Aim of the task:
Word for word, reproduce each of the entries.

Records supplied:
********************

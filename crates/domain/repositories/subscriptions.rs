use anyhow::Result;
use async_trait::async_trait;
use chrono::{DateTime, Utc};
use mockall::automock;
use uuid::Uuid;

use crate::domain::entities::subscriptions::{SubscriptionEntity, SubscriptionTransitionEntity};

#[automock]
#[async_trait]
pub trait SubscriptionRepository {
    async fn find_by_gateway_id(&self, gateway_subscription_id: &str) -> Result<Option<SubscriptionEntity>>;
    /// Applies the transition and mirrors the new status onto the owner.
    async fn apply_transition(
        &self,
        gateway_subscription_id: &str,
        transition: SubscriptionTransitionEntity,
    ) -> Result<Option<SubscriptionEntity>>;
    /// Canceled or incomplete subscriptions whose grace period ended before `now`.
    async fn list_lapsed_grace(&self, now: DateTime<Utc>) -> Result<Vec<SubscriptionEntity>>;
    async fn clear_grace(&self, subscription_id: Uuid) -> Result<()>;
}
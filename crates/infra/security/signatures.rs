use anyhow::Result;
use hmac::{Hmac, Mac};
use rand::RngCore;
use sha2::Sha256;

type HmacSha256 = Hmac<Sha256>;

/// 32 random bytes, hex encoded.
pub fn generate_webhook_secret() -> String {
    let mut bytes = [0u8; 32];
    rand::thread_rng().fill_bytes(&mut bytes);
    hex::encode(bytes)
}

/// Hex HMAC-SHA256 of the exact body bytes.
pub fn sign_payload(secret: &str, body: &[u8]) -> Result<String> {
    let mut mac = HmacSha256::new_from_slice(secret.as_bytes())?;
    mac.update(body);
    Ok(hex::encode(mac.finalize().into_bytes()))
}

/// Constant-time check of a hex signature. Malformed hex never matches.
pub fn verify_signature(secret: &str, body: &[u8], signature_hex: &str) -> bool {
    let Ok(provided) = hex::decode(signature_hex.trim()) else {
        return false;
    };
    let Ok(mut mac) = HmacSha256::new_from_slice(secret.as_bytes()) else {
        return false;
    };
    mac.update(body);
    mac.verify_slice(&provided).is_ok()
}

#[cfg(test)]
mod tests {
    use super::*;

    #[test]
    fn signature_matches_known_vector() {
        // RFC 4231 test case 2
        let signature = sign_payload("Jefe", b"what do ya want for nothing?").unwrap();
        assert_eq!(
            signature,
            "5bdcc146bf60754e6a042426089575c75a003f089d2739839dec58b964ec3843"
        );
    }

    #[test]
    fn verification_rejects_tampered_body_and_bad_hex() {
        let body = br#"{"event":"invoice.paid"}"#;
        let signature = sign_payload("whsec", body).unwrap();

        assert!(verify_signature("whsec", body, &signature));
        assert!(verify_signature("whsec", body, &signature.to_uppercase()));
        assert!(!verify_signature("whsec", br#"{"event":"invoice.paid" }"#, &signature));
        assert!(!verify_signature("other", body, &signature));
        assert!(!verify_signature("whsec", body, "not-hex"));
        assert!(!verify_signature("whsec", body, ""));
    }

    #[test]
    fn secrets_are_64_hex_chars_and_unique() {
        let a = generate_webhook_secret();
        let b = generate_webhook_secret();
        assert_eq!(a.len(), 64);
        assert!(a.chars().all(|c| c.is_ascii_hexdigit()));
        assert_ne!(a, b);
    }
}
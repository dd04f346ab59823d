use chrono::{DateTime, Utc};
use diesel::prelude::*;
use serde::Serialize;
use uuid::Uuid;

use crate::infra::db::postgres::schema::qr_code_bulk_groups;

#[derive(Debug, Clone, Identifiable, Selectable, Queryable, Serialize)]
#[diesel(table_name = qr_code_bulk_groups)]
pub struct BulkGroupEntity {
    pub id: Uuid,
    pub user_id: Uuid,
    pub group_name: String,
    pub operation_type: String,
    pub total_count: i32,
    pub processed_count: i32,
    pub failed_count: i32,
    pub status: String,
    pub results: Option<serde_json::Value>,
    pub created_at: DateTime<Utc>,
    pub completed_at: Option<DateTime<Utc>>,
}

#[derive(Debug, Clone, Insertable)]
#[diesel(table_name = qr_code_bulk_groups)]
pub struct InsertBulkGroupEntity {
    pub user_id: Uuid,
    pub group_name: String,
    pub operation_type: String,
    pub total_count: i32,
    pub status: String,
}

********************

Expected answer:
filename crates/domain/repositories/subscriptions.rs
use anyhow::Result;
use async_trait::async_trait;
use chrono::{DateTime, Utc};
use mockall::automock;
use uuid::Uuid;

use crate::domain::entities::subscriptions::{SubscriptionEntity, SubscriptionTransitionEntity};

#[automock]
#[async_trait]
pub trait SubscriptionRepository {
    async fn find_by_gateway_id(&self, gateway_subscription_id: &str) -> Result<Option<SubscriptionEntity>>;
    /// Applies the transition and mirrors the new status onto the owner.
    async fn apply_transition(
        &self,
        gateway_subscription_id: &str,
        transition: SubscriptionTransitionEntity,
    ) -> Result<Option<SubscriptionEntity>>;
    /// Canceled or incomplete subscriptions whose grace period ended before `now`.
    async fn list_lapsed_grace(&self, now: DateTime<Utc>) -> Result<Vec<SubscriptionEntity>>;
    async fn clear_grace(&self, subscription_id: Uuid) -> Result<()>;
}
filename crates/infra/security/signatures.rs
use anyhow::Result;
use hmac::{Hmac, Mac};
use rand::RngCore;
use sha2::Sha256;

type HmacSha256 = Hmac<Sha256>;

/// 32 random bytes, hex encoded.
pub fn generate_webhook_secret() -> String {
    let mut bytes = [0u8; 32];
    rand::thread_rng().fill_bytes(&mut bytes);
    hex::encode(bytes)
}

/// Hex HMAC-SHA256 of the exact body bytes.
pub fn sign_payload(secret: &str, body: &[u8]) -> Result<String> {
    let mut mac = HmacSha256::new_from_slice(secret.as_bytes())?;
    mac.update(body);
    Ok(hex::encode(mac.finalize().into_bytes()))
}

/// Constant-time check of a hex signature. Malformed hex never matches.
pub fn verify_signature(secret: &str, body: &[u8], signature_hex: &str) -> bool {
    let Ok(provided) = hex::decode(signature_hex.trim()) else {
        return false;
    };
    let Ok(mut mac) = HmacSha256::new_from_slice(secret.as_bytes()) else {
        return false;
    };
    mac.update(body);
    mac.verify_slice(&provided).is_ok()
}

#[cfg(test)]
mod tests {
    use super::*;

    #[test]
    fn signature_matches_known_vector() {
        // RFC 4231 test case 2
        let signature = sign_payload("Jefe", b"what do ya want for nothing?").unwrap();
        assert_eq!(
            signature,
            "5bdcc146bf60754e6a042426089575c75a003f089d2739839dec58b964ec3843"
        );
    }

    #[test]
    fn verification_rejects_tampered_body_and_bad_hex() {
        let body = br#"{"event":"invoice.paid"}"#;
        let signature = sign_payload("whsec", body).unwrap();

        assert!(verify_signature("whsec", body, &signature));
        assert!(verify_signature("whsec", body, &signature.to_uppercase()));
        assert!(!verify_signature("whsec", br#"{"event":"invoice.paid" }"#, &signature));
        assert!(!verify_signature("other", body, &signature));
        assert!(!verify_signature("whsec", body, "not-hex"));
        assert!(!verify_signature("whsec", body, ""));
    }

    #[test]
    fn secrets_are_64_hex_chars_and_unique() {
        let a = generate_webhook_secret();
        let b = generate_webhook_secret();
        assert_eq!(a.len(), 64);
        assert!(a.chars().all(|c| c.is_ascii_hexdigit()));
        assert_ne!(a, b);
    }
}
repository dd04f346ab59823d
use chrono::{DateTime, Utc};
use diesel::prelude::*;
use serde::Serialize;
use uuid::Uuid;

use crate::infra::db::postgres::schema::qr_code_bulk_groups;

#[derive(Debug, Clone, Identifiable, Selectable, Queryable, Serialize)]
#[diesel(table_name = qr_code_bulk_groups)]
pub struct BulkGroupEntity {
    pub id: Uuid,
    pub user_id: Uuid,
    pub group_name: String,
    pub operation_type: String,
    pub total_count: i32,
    pub processed_count: i32,
    pub failed_count: i32,
    pub status: String,
    pub results: Option<serde_json::Value>,
    pub created_at: DateTime<Utc>,
    pub completed_at: Option<DateTime<Utc>>,
}

#[derive(Debug, Clone, Insertable)]
#[diesel(table_name = qr_code_bulk_groups)]
pub struct InsertBulkGroupEntity {
    pub user_id: Uuid,
    pub group_name: String,
    pub operation_type: String,
    pub total_count: i32,
    pub status: String,
}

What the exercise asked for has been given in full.